## ABOUT THIS TASK:
Look for "Some" in each line of the entries, and return the matching lines.

## DATA:
■ ■ ■ ■

//! The lifecycle states an [`crate::adapter::EngineProcessAdapter`] moves
//! through, per the component design's state machine.

/// `Spawning -> Ready -> Busy -> Ready -> ... -> Dead`. `Dead` is terminal:
/// once reached, every subsequent command resolves immediately with
/// [`crate::error::Error::DeadEngine`].
#[derive(Debug, Clone, Copy, PartialEq, Eq)]
pub enum EpaState {
    Spawning,
    Ready,
    Busy,
    Dead,
}

impl EpaState {
    pub fn is_dead(self) -> bool {
        matches!(self, EpaState::Dead)
    }
}
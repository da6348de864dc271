//! Pure predicate layer: decides whether to accept or decline a challenge.
//! Never touches the network or the clock; a deterministic function of
//! `(challenge, current_counts, config)`.

use protocol::rejection::{RejectionCode, RejectionDetails};
use protocol::wire::{ChallengePayload, Speed, TimeControlSystem};

use crate::config::{Config, UserMatcher};

/// Live game counts by speed class, as currently tracked by the session
/// controller's game descriptors.
#[derive(Debug, Clone, Copy, Default)]
pub struct SpeedCounts {
    pub blitz: u32,
    pub live: u32,
    pub correspondence: u32,
}

impl SpeedCounts {
    fn get(self, speed: Speed) -> u32 {
        match speed {
            Speed::Blitz => self.blitz,
            Speed::Live => self.live,
            Speed::Correspondence => self.correspondence,
        }
    }
}

/// The policy's verdict: either accept, or decline with the stable code and
/// reconstructable details the counterpart client can localize.
#[derive(Debug, Clone, PartialEq)]
pub enum AdmissionDecision {
    Accept,
    Reject { code: RejectionCode, details: RejectionDetails },
}

fn matches_user(matcher: &UserMatcher, user_id: u64, username: &str) -> bool {
    match matcher {
        UserMatcher::Id(id) => *id == user_id,
        UserMatcher::Username(name) => name.eq_ignore_ascii_case(username),
    }
}

fn is_listed(list: &[UserMatcher], user_id: u64, username: &str) -> bool {
    list.iter().any(|m| matches_user(m, user_id, username))
}

fn speed_settings<'c>(config: &'c Config, speed: Speed) -> Option<&'c crate::config::SpeedSettings> {
    match speed {
        Speed::Blitz => config.allowed_blitz_settings.as_ref(),
        Speed::Live => config.allowed_live_settings.as_ref(),
        Speed::Correspondence => config.allowed_correspondence_settings.as_ref(),
    }
}

fn speed_rejection_code(speed: Speed, too_many: bool) -> RejectionCode {
    match (speed, too_many) {
        (Speed::Blitz, false) => RejectionCode::BlitzNotAllowed,
        (Speed::Blitz, true) => RejectionCode::TooManyBlitzGames,
        (Speed::Live, false) => RejectionCode::LiveNotAllowed,
        (Speed::Live, true) => RejectionCode::TooManyLiveGames,
        (Speed::Correspondence, false) => RejectionCode::CorrespondenceNotAllowed,
        (Speed::Correspondence, true) => RejectionCode::TooManyCorrespondenceGames,
    }
}

/// Runs the evaluation ladder from `spec.md` §4.4 in order, first
/// non-accept wins, except that whitelist membership clears any rejection
/// reached along the way.
pub fn evaluate(challenge: &ChallengePayload, counts: SpeedCounts, config: &Config) -> AdmissionDecision {
    let decision = evaluate_ladder(challenge, counts, config);
    if is_listed(&config.whitelist, challenge.user.id, &challenge.user.username) {
        return AdmissionDecision::Accept;
    }
    decision
}

fn evaluate_ladder(challenge: &ChallengePayload, counts: SpeedCounts, config: &Config) -> AdmissionDecision {
    if is_listed(&config.blacklist, challenge.user.id, &challenge.user.username) {
        return AdmissionDecision::Reject {
            code: RejectionCode::Blacklisted,
            details: RejectionDetails::None {},
        };
    }

    let tc = &challenge.time_control;
    if !config.allowed_time_control_systems.contains(&tc.system) {
        return AdmissionDecision::Reject {
            code: RejectionCode::TimeControlSystemNotAllowed,
            details: RejectionDetails::None {},
        };
    }

    let Some(settings) = speed_settings(config, tc.speed) else {
        return AdmissionDecision::Reject {
            code: speed_rejection_code(tc.speed, false),
            details: RejectionDetails::None {},
        };
    };

    match tc.system {
        TimeControlSystem::Fischer => {
            if let Some(increment) = tc.time_increment {
                if !settings.per_move_time_range.contains(increment) {
                    return AdmissionDecision::Reject {
                        code: RejectionCode::TimeIncrementOutOfRange,
                        details: range_details(increment, settings.per_move_time_range),
                    };
                }
            }
        }
        TimeControlSystem::Byoyomi => {
            if let Some(period_time) = tc.period_time {
                if !settings.per_move_time_range.contains(period_time) {
                    return AdmissionDecision::Reject {
                        code: RejectionCode::PeriodTimeOutOfRange,
                        details: range_details(period_time, settings.per_move_time_range),
                    };
                }
            }
            if let Some(periods) = tc.periods {
                if !settings.periods_range.contains(periods) {
                    return AdmissionDecision::Reject {
                        code: RejectionCode::PeriodsOutOfRange,
                        details: range_details(periods, settings.periods_range),
                    };
                }
            }
            if let Some(main_time) = tc.main_time {
                if !settings.main_time_range.contains(main_time) {
                    return AdmissionDecision::Reject {
                        code: RejectionCode::MainTimeOutOfRange,
                        details: range_details(main_time, settings.main_time_range),
                    };
                }
            }
        }
        TimeControlSystem::Simple => {
            if let Some(per_move) = tc.per_move {
                if !settings.per_move_time_range.contains(per_move) {
                    return AdmissionDecision::Reject {
                        code: RejectionCode::PerMoveTimeOutOfRange,
                        details: range_details(per_move, settings.per_move_time_range),
                    };
                }
            }
        }
        TimeControlSystem::Canadian | TimeControlSystem::Absolute | TimeControlSystem::None => {}
    }

    if counts.get(tc.speed) >= settings.concurrent_games {
        return AdmissionDecision::Reject {
            code: speed_rejection_code(tc.speed, true),
            details: RejectionDetails::Count {
                observed: counts.get(tc.speed),
                limit: settings.concurrent_games,
            },
        };
    }

    if !config
        .allowed_board_sizes
        .accepts(challenge.width, challenge.height)
    {
        let code = if challenge.width != challenge.height {
            RejectionCode::BoardSizeNotSquare
        } else {
            RejectionCode::BoardSizeNotAllowed
        };
        return AdmissionDecision::Reject {
            code,
            details: RejectionDetails::BoardSize { width: challenge.width, height: challenge.height },
        };
    }

    if !config.allow_handicap && challenge.handicap != 0 {
        return AdmissionDecision::Reject {
            code: RejectionCode::HandicapNotAllowed,
            details: RejectionDetails::None {},
        };
    }

    if !config.allow_unranked && !challenge.ranked {
        return AdmissionDecision::Reject {
            code: RejectionCode::UnrankedNotAllowed,
            details: RejectionDetails::None {},
        };
    }

    AdmissionDecision::Accept
}

fn range_details(observed: u32, range: crate::config::Range) -> RejectionDetails {
    RejectionDetails::Range {
        observed: observed as f64,
        range: [range.min as f64, range.max as f64],
    }
}

#[cfg(test)]
mod tests {
    use super::*;
    use crate::config::{AllowedBoardSizes, EngineCommand, Range, SpeedSettings};
    use protocol::wire::{TimeControl, UserRef};

    fn config_allowing_live_fischer() -> Config {
        Config {
            username: "bot".into(),
            apikey: "key".into(),
            hidden: false,
            bot_command: EngineCommand { argv: vec!["engine".into()], instances: 1 },
            opening_bot: None,
            ending_bot: None,
            resign_bot: None,
            ogspv: false,
            aichat: false,
            json: false,
            verbosity: None,
            noclock: false,
            startup_buffer_ms: 0,
            showboard: false,
            allow_handicap: true,
            allow_unranked: true,
            allowed_board_sizes: AllowedBoardSizes::Keyword("square".into()),
            allowed_time_control_systems: vec![TimeControlSystem::Fischer],
            allowed_blitz_settings: None,
            allowed_live_settings: Some(SpeedSettings {
                concurrent_games: 1,
                per_move_time_range: Range { min: 10, max: 60 },
                main_time_range: Range { min: 0, max: 10_000 },
                periods_range: Range { min: 0, max: 10 },
            }),
            allowed_correspondence_settings: None,
            blacklist: Vec::new(),
            whitelist: Vec::new(),
            server_url: "wss://example.invalid".into(),
            rest_base_url: "https://example.invalid".into(),
        }
    }

    fn challenge(width: u32, height: u32, increment: u32, handicap: i32, ranked: bool) -> ChallengePayload {
        ChallengePayload {
            challenge_id: 1,
            user: UserRef { id: 42, username: "alice".into() },
            time_control: TimeControl {
                system: TimeControlSystem::Fischer,
                speed: Speed::Live,
                initial_time: Some(600),
                time_increment: Some(increment),
                max_time: Some(600),
                main_time: None,
                period_time: None,
                periods: None,
                stones_per_period: None,
                per_move: None,
            },
            width,
            height,
            handicap,
            ranked,
        }
    }

    #[test]
    fn accepts_square_19x19_fischer_within_range() {
        let config = config_allowing_live_fischer();
        let decision = evaluate(&challenge(19, 19, 30, 0, true), SpeedCounts::default(), &config);
        assert_eq!(decision, AdmissionDecision::Accept);
    }

    #[test]
    fn rejects_non_square_when_square_only() {
        let config = config_allowing_live_fischer();
        let decision = evaluate(&challenge(19, 13, 30, 0, true), SpeedCounts::default(), &config);
        assert_eq!(
            decision,
            AdmissionDecision::Reject {
                code: RejectionCode::BoardSizeNotSquare,
                details: RejectionDetails::BoardSize { width: 19, height: 13 },
            }
        );
    }

    #[test]
    fn rejects_increment_out_of_range() {
        let config = config_allowing_live_fischer();
        let decision = evaluate(&challenge(19, 19, 5, 0, true), SpeedCounts::default(), &config);
        assert_eq!(
            decision,
            AdmissionDecision::Reject {
                code: RejectionCode::TimeIncrementOutOfRange,
                details: RejectionDetails::Range { observed: 5.0, range: [10.0, 60.0] },
            }
        );
    }

    #[test]
    fn whitelist_overrides_blacklist() {
        let mut config = config_allowing_live_fischer();
        config.blacklist.push(UserMatcher::Id(42));
        config.whitelist.push(UserMatcher::Id(42));
        let decision = evaluate(&challenge(19, 19, 30, 0, true), SpeedCounts::default(), &config);
        assert_eq!(decision, AdmissionDecision::Accept);
    }

    #[test]
    fn concurrency_cap_is_enforced() {
        let config = config_allowing_live_fischer();
        let counts = SpeedCounts { live: 1, ..Default::default() };
        let decision = evaluate(&challenge(19, 19, 30, 0, true), counts, &config);
        assert_eq!(
            decision,
            AdmissionDecision::Reject {
                code: RejectionCode::TooManyLiveGames,
                details: RejectionDetails::Count { observed: 1, limit: 1 },
            }
        );
    }

    #[test]
    fn period_time_boundary_is_inclusive() {
        let config = config_allowing_live_fischer();
        // exactly at the lower bound must be accepted.
        let decision = evaluate(&challenge(19, 19, 10, 0, true), SpeedCounts::default(), &config);
        assert_eq!(decision, AdmissionDecision::Accept);
        // one below must be rejected.
        let decision = evaluate(&challenge(19, 19, 9, 0, true), SpeedCounts::default(), &config);
        assert!(matches!(decision, AdmissionDecision::Reject { code: RejectionCode::TimeIncrementOutOfRange, .. }));
    }
}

■ ■ ■ ■

## RESULT OF THE TASK:
    let Some(settings) = speed_settings(config, tc.speed) else {
            if let Some(increment) = tc.time_increment {
            if let Some(period_time) = tc.period_time {
            if let Some(periods) = tc.periods {
            if let Some(main_time) = tc.main_time {
            if let Some(per_move) = tc.per_move {
            allowed_live_settings: Some(SpeedSettings {
                initial_time: Some(600),
                time_increment: Some(increment),
                max_time: Some(600),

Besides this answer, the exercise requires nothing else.